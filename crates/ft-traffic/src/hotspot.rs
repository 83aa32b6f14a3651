//! Hotspot injection: shrink the outbound queues of a random subset of one
//! layer's nodes.

use rustc_hash::FxHashSet;
use tracing::info;

use ft_core::{HotspotConfig, Layer, NodeIndex, SimRng};
use ft_fabric::{DeviceRef, QueueControl};

use crate::{TrafficError, TrafficResult};

/// One-shot queue-capacity mutation.
#[derive(Copy, Clone, Debug)]
pub struct HotspotInjector {
    layer:          Layer,
    ratio_percent:  u32,
    queue_capacity: u32,
}

impl HotspotInjector {
    pub fn new(layer: Layer, ratio_percent: u32, queue_capacity: u32) -> TrafficResult<Self> {
        if ratio_percent > 100 {
            return Err(TrafficError::InvalidHotspotRatio(ratio_percent));
        }
        Ok(Self { layer, ratio_percent, queue_capacity })
    }

    pub fn from_config(cfg: &HotspotConfig) -> TrafficResult<Self> {
        Self::new(cfg.layer, cfg.ratio_percent, cfg.queue_capacity)
    }

    pub fn layer(&self) -> Layer {
        self.layer
    }

    /// `floor(population * ratio / 100)`.
    pub fn hotspot_count(&self, population: usize) -> usize {
        population * self.ratio_percent as usize / 100
    }

    /// Pick the hotspot nodes by rejection sampling and set the queue
    /// capacity of every non-loopback device on each.  Returns the chosen
    /// nodes in selection order.
    pub fn inject<F: QueueControl>(&self, fabric: &mut F, rng: &mut SimRng) -> Vec<NodeIndex> {
        let population = fabric.node_count(self.layer);
        let count = self.hotspot_count(population);
        let mut seen = FxHashSet::default();
        let mut chosen = Vec::with_capacity(count);

        while chosen.len() < count {
            let node = NodeIndex(rng.index(population) as u32);
            if seen.insert(node) {
                chosen.push(node);
            }
        }

        for &node in &chosen {
            let links: Vec<_> = fabric.links(self.layer, node).collect();
            for device in links {
                fabric.set_queue_capacity(DeviceRef::new(self.layer, node, device), self.queue_capacity);
            }
        }

        info!(
            layer = self.layer.name(),
            population,
            ratio = self.ratio_percent,
            hotspots = chosen.len(),
            queue = self.queue_capacity,
            "hotspots injected"
        );
        chosen
    }
}
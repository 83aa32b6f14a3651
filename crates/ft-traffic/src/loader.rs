//! CSV connection-matrix loader.
//!
//! # CSV format
//!
//! One row per connection; host indices are zero-based and pod-major.
//!
//! ```csv
//! source,destination
//! 0,5
//! 1,12
//! 2,0
//! ```
//!
//! Every row becomes a short connection; promotion to long-lived flows
//! happens afterwards.  A row referencing a host at or beyond `total_host`
//! is rejected.

use std::io::Read;
use std::path::Path;

use serde::Deserialize;

use ft_core::HostIndex;

use crate::connection::Connection;
use crate::{TrafficError, TrafficResult};

// ── CSV record ────────────────────────────────────────────────────────────────

#[derive(Deserialize)]
struct ConnectionRecord {
    source:      u32,
    destination: u32,
}

// ── Public API ────────────────────────────────────────────────────────────────

/// Load a connection matrix from a CSV file.
pub fn load_connections_csv(path: &Path, total_host: u32) -> TrafficResult<Vec<Connection>> {
    let file = std::fs::File::open(path).map_err(TrafficError::Io)?;
    load_connections_reader(file, total_host)
}

/// Like [`load_connections_csv`] but accepts any `Read` source.
pub fn load_connections_reader<R: Read>(reader: R, total_host: u32) -> TrafficResult<Vec<Connection>> {
    let mut csv_reader = csv::ReaderBuilder::new().trim(csv::Trim::All).from_reader(reader);
    let mut out = Vec::new();

    for (index, result) in csv_reader.deserialize::<ConnectionRecord>().enumerate() {
        let row = result.map_err(|e| TrafficError::Parse(e.to_string()))?;
        for host in [row.source, row.destination] {
            if host >= total_host {
                return Err(TrafficError::HostOutOfRange { index, host: HostIndex(host), total: total_host });
            }
        }
        out.push(Connection::new(HostIndex(row.source), HostIndex(row.destination)));
    }

    Ok(out)
}
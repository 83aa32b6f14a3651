//! The transport seam of the driver and a bookkeeping implementation.
//!
//! [`LedgerTransport`] moves no packets.  Every installed flow sends at the
//! link rate from its start until it has sent its byte budget (0 means
//! until stopped).  On each [`Transport::settle`] the bytes a source offered
//! since the previous settle are charged to its NIC: up to one link's worth
//! as received, the excess as dropped.

use rustc_hash::FxHashMap;

use ft_core::{HostIndex, SimTime};
use ft_fabric::{DeviceCounters, StaticFabric};
use ft_traffic::{FlowHandle, FlowInstaller, FlowSpec};

/// Transport as seen by the experiment loop.
pub trait Transport: FlowInstaller {
    /// Account the traffic of installed flows onto the fabric counters up
    /// to `now`.  Called right before every telemetry sample.
    fn settle(&mut self, _now: SimTime, _fabric: &mut StaticFabric) {}
}

// ── LedgerTransport ───────────────────────────────────────────────────────────

/// One installed flow and how much of it has been sent.
#[derive(Clone, Debug)]
pub struct LedgerFlow {
    pub spec:       FlowSpec,
    pub start:      SimTime,
    pub stop:       SimTime,
    pub sent_bytes: u64,
}

impl LedgerFlow {
    fn finished(&self) -> bool {
        self.spec.size_bytes != 0 && self.sent_bytes >= self.spec.size_bytes
    }
}

pub struct LedgerHandle<'a> {
    flow: &'a mut LedgerFlow,
}

impl FlowHandle for LedgerHandle<'_> {
    fn start_after(&mut self, delay: SimTime) {
        self.flow.start = self.flow.spec.installed_at + delay;
    }

    fn stop_after(&mut self, delay: SimTime) {
        self.flow.stop = self.flow.spec.installed_at + delay;
    }
}

/// Bookkeeping transport that charges flow bytes to source NICs.
pub struct LedgerTransport {
    bytes_per_sec: f64,
    active:        Vec<LedgerFlow>,
    installed:     u64,
    last_settle:   SimTime,
}

impl LedgerTransport {
    pub fn new(link_rate_bps: u64) -> Self {
        Self {
            bytes_per_sec: link_rate_bps as f64 / 8.0,
            active:        Vec::new(),
            installed:     0,
            last_settle:   SimTime::ZERO,
        }
    }

    /// Flows installed since construction.
    pub fn installed(&self) -> u64 {
        self.installed
    }

    /// Flows still sending.
    pub fn active(&self) -> &[LedgerFlow] {
        &self.active
    }
}

impl FlowInstaller for LedgerTransport {
    type Handle<'a>
        = LedgerHandle<'a>
    where
        Self: 'a;

    fn install_flow(&mut self, spec: &FlowSpec) -> LedgerHandle<'_> {
        self.installed += 1;
        self.active.push(LedgerFlow {
            spec:       spec.clone(),
            start:      spec.installed_at,
            stop:       SimTime(u64::MAX),
            sent_bytes: 0,
        });
        let i = self.active.len() - 1;
        LedgerHandle { flow: &mut self.active[i] }
    }
}

impl Transport for LedgerTransport {
    fn settle(&mut self, now: SimTime, fabric: &mut StaticFabric) {
        let from = self.last_settle;
        if now <= from {
            return;
        }
        let capacity = self.bytes_per_sec * (now - from).as_secs_f64();

        let mut offered: FxHashMap<HostIndex, f64> = FxHashMap::default();
        for flow in &mut self.active {
            let begin = flow.start.max(from);
            let end = flow.stop.min(now);
            if end <= begin {
                continue;
            }
            let mut bytes = self.bytes_per_sec * (end - begin).as_secs_f64();
            if flow.spec.size_bytes != 0 {
                bytes = bytes.min(flow.spec.size_bytes.saturating_sub(flow.sent_bytes) as f64);
            }
            flow.sent_bytes += bytes as u64;
            *offered.entry(flow.spec.source).or_default() += bytes;
        }
        self.active.retain(|f| !f.finished() && f.stop > now);

        for (host, bytes) in offered {
            let nic = fabric.host_uplink(host);
            let accepted = bytes.min(capacity);
            fabric.record_received(nic, accepted as u64);
            fabric.record_dropped(nic, (bytes - accepted) as u64);
        }
        self.last_settle = now;
    }
}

### Task requirements
Every line of the material that holds the word "derive" must be found and copied.

### Response
#[derive(Copy, Clone, Debug)]
#[derive(Deserialize)]
#[derive(Clone, Debug)]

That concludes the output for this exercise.